Report each line of the entries below that has the word "they" in it.
Given data below:
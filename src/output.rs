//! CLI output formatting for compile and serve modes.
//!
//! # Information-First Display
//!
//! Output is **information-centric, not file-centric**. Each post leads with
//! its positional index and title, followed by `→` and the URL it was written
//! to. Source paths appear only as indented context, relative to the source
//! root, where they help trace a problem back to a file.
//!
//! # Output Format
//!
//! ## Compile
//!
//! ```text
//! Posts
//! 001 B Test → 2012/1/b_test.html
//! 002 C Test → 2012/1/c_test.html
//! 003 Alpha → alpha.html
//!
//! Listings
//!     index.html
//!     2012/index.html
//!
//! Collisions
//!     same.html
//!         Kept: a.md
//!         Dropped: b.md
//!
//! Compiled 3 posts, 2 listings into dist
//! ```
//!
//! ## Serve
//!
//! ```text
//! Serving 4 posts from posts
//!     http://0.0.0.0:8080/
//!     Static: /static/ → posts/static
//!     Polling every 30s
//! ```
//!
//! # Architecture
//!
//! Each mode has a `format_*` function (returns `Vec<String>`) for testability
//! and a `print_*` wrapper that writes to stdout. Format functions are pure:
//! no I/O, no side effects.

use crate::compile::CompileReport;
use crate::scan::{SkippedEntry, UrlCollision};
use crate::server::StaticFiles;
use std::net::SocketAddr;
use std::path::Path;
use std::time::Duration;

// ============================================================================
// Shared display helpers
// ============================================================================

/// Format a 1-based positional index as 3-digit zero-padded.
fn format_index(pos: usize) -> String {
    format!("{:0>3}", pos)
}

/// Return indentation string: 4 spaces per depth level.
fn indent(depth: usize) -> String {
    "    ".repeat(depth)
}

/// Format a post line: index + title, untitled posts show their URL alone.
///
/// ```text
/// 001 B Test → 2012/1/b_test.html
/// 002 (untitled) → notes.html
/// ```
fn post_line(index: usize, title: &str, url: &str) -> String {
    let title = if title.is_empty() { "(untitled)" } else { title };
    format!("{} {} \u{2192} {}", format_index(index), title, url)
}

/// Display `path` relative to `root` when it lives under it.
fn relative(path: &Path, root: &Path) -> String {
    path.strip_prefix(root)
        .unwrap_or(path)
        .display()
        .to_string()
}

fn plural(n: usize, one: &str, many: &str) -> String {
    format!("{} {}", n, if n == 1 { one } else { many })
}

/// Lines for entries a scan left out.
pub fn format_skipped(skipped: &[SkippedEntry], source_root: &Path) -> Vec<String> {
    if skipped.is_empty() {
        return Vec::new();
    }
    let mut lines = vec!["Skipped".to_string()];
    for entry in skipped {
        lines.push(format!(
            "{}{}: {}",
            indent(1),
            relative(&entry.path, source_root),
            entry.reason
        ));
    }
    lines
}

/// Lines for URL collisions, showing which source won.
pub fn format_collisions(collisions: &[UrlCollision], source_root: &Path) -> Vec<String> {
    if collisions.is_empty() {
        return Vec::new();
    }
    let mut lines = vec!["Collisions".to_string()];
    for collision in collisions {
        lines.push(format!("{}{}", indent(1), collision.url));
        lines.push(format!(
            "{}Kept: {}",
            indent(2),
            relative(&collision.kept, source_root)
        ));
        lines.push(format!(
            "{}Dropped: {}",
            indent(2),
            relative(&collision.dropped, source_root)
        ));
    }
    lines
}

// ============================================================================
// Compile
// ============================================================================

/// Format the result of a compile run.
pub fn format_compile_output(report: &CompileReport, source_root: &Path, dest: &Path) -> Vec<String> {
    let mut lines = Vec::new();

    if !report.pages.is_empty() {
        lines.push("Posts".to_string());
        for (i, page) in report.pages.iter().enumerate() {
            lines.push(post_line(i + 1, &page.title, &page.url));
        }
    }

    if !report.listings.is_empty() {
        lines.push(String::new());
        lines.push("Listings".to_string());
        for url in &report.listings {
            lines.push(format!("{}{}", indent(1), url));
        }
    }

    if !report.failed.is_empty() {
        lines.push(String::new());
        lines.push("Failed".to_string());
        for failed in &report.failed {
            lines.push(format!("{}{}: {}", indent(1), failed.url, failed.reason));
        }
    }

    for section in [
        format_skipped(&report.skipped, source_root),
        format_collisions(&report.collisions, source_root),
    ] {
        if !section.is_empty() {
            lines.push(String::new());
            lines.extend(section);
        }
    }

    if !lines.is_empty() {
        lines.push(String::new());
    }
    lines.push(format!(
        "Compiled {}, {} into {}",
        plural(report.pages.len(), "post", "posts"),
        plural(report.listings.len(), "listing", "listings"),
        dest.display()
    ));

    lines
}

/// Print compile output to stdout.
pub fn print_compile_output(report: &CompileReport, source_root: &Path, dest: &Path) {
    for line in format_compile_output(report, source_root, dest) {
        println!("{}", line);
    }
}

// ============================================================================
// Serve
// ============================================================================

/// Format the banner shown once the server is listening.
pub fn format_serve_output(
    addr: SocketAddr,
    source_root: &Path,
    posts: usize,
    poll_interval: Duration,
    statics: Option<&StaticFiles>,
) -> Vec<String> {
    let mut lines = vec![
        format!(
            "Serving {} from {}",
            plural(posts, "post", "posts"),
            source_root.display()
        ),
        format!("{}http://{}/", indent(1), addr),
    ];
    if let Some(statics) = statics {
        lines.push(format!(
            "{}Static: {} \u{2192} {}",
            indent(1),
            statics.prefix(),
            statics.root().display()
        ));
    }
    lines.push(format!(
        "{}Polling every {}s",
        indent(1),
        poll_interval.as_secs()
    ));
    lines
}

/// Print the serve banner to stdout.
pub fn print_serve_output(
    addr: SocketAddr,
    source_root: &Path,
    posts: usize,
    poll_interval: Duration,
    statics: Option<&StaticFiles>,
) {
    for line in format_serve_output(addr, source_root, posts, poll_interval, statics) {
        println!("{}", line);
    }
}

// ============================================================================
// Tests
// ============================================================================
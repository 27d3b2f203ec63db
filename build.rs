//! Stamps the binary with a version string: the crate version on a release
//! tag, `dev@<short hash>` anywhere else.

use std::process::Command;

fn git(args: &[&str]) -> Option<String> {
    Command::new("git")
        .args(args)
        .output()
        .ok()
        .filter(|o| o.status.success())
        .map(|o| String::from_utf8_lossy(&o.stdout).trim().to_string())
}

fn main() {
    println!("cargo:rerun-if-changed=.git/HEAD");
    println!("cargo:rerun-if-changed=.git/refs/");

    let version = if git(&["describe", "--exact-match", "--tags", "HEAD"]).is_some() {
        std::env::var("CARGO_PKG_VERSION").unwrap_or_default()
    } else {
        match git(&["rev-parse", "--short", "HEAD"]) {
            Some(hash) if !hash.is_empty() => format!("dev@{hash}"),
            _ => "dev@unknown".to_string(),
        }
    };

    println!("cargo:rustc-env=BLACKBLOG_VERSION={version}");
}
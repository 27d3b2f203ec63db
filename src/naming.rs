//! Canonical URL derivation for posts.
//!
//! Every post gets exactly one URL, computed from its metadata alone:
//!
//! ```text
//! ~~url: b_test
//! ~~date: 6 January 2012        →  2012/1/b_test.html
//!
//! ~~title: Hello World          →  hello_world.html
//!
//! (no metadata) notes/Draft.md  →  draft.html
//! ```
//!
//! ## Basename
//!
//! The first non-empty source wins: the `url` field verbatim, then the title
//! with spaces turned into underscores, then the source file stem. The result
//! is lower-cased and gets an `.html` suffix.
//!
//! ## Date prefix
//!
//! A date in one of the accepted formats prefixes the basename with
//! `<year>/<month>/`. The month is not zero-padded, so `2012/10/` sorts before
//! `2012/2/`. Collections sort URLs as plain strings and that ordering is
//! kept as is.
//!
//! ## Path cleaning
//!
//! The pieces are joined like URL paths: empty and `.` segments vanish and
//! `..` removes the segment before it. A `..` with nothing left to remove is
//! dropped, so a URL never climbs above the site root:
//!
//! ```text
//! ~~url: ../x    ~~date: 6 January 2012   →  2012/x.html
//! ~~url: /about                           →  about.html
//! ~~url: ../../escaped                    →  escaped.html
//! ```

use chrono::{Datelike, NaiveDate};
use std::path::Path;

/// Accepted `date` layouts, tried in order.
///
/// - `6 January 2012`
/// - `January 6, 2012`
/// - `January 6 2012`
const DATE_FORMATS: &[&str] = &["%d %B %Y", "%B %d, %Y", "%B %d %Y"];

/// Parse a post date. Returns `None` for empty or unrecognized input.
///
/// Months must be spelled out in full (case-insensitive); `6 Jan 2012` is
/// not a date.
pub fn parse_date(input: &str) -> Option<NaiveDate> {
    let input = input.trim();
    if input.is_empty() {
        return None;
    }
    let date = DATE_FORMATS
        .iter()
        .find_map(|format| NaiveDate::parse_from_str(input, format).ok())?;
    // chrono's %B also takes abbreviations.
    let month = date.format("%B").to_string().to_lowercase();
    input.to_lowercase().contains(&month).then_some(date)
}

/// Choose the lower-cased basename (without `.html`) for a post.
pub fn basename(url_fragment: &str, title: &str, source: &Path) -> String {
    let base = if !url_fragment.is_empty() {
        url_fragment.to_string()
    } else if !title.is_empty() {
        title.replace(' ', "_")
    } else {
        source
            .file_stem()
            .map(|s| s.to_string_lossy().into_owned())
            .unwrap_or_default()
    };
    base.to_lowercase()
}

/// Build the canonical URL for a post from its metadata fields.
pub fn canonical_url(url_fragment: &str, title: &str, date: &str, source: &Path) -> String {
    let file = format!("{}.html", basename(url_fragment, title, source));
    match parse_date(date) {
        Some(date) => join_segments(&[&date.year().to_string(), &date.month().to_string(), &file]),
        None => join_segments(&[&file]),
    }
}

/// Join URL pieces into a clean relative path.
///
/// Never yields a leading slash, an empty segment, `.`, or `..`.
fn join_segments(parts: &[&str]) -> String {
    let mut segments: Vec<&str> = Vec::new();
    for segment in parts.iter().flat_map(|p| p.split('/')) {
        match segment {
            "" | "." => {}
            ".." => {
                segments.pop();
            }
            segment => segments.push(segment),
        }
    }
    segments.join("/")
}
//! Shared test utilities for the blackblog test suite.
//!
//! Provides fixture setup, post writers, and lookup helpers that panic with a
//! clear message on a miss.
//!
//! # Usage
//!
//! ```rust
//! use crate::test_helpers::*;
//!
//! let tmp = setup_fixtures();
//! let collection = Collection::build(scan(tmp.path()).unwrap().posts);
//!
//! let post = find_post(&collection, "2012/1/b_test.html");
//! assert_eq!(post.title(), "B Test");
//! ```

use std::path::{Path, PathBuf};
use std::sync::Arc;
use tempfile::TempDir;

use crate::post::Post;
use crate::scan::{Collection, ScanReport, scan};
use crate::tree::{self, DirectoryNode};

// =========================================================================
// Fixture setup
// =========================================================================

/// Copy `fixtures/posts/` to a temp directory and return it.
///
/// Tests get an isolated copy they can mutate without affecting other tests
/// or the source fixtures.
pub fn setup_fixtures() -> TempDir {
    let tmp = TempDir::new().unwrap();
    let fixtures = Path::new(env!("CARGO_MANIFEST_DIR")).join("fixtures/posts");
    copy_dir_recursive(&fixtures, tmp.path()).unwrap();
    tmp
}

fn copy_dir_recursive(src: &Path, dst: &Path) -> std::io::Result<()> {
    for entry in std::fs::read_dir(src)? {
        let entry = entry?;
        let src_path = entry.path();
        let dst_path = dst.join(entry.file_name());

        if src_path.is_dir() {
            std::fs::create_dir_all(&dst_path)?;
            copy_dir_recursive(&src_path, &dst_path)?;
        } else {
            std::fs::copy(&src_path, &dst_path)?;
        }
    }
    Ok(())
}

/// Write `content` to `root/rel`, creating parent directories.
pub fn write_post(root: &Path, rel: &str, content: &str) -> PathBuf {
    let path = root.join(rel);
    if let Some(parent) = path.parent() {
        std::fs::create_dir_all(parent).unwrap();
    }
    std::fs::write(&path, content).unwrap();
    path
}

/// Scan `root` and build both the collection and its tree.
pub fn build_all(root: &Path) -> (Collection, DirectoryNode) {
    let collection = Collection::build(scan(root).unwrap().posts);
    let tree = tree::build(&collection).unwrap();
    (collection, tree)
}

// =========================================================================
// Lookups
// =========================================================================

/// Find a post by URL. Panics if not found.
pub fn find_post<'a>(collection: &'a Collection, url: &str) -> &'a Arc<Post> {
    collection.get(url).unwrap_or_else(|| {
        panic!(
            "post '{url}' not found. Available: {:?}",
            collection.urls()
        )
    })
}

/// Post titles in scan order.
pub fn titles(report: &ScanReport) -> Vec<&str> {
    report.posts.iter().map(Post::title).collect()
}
End of Given data.
◆ **Response area**:
//! root, where they help trace a problem back to a file.
/// Tests get an isolated copy they can mutate without affecting other tests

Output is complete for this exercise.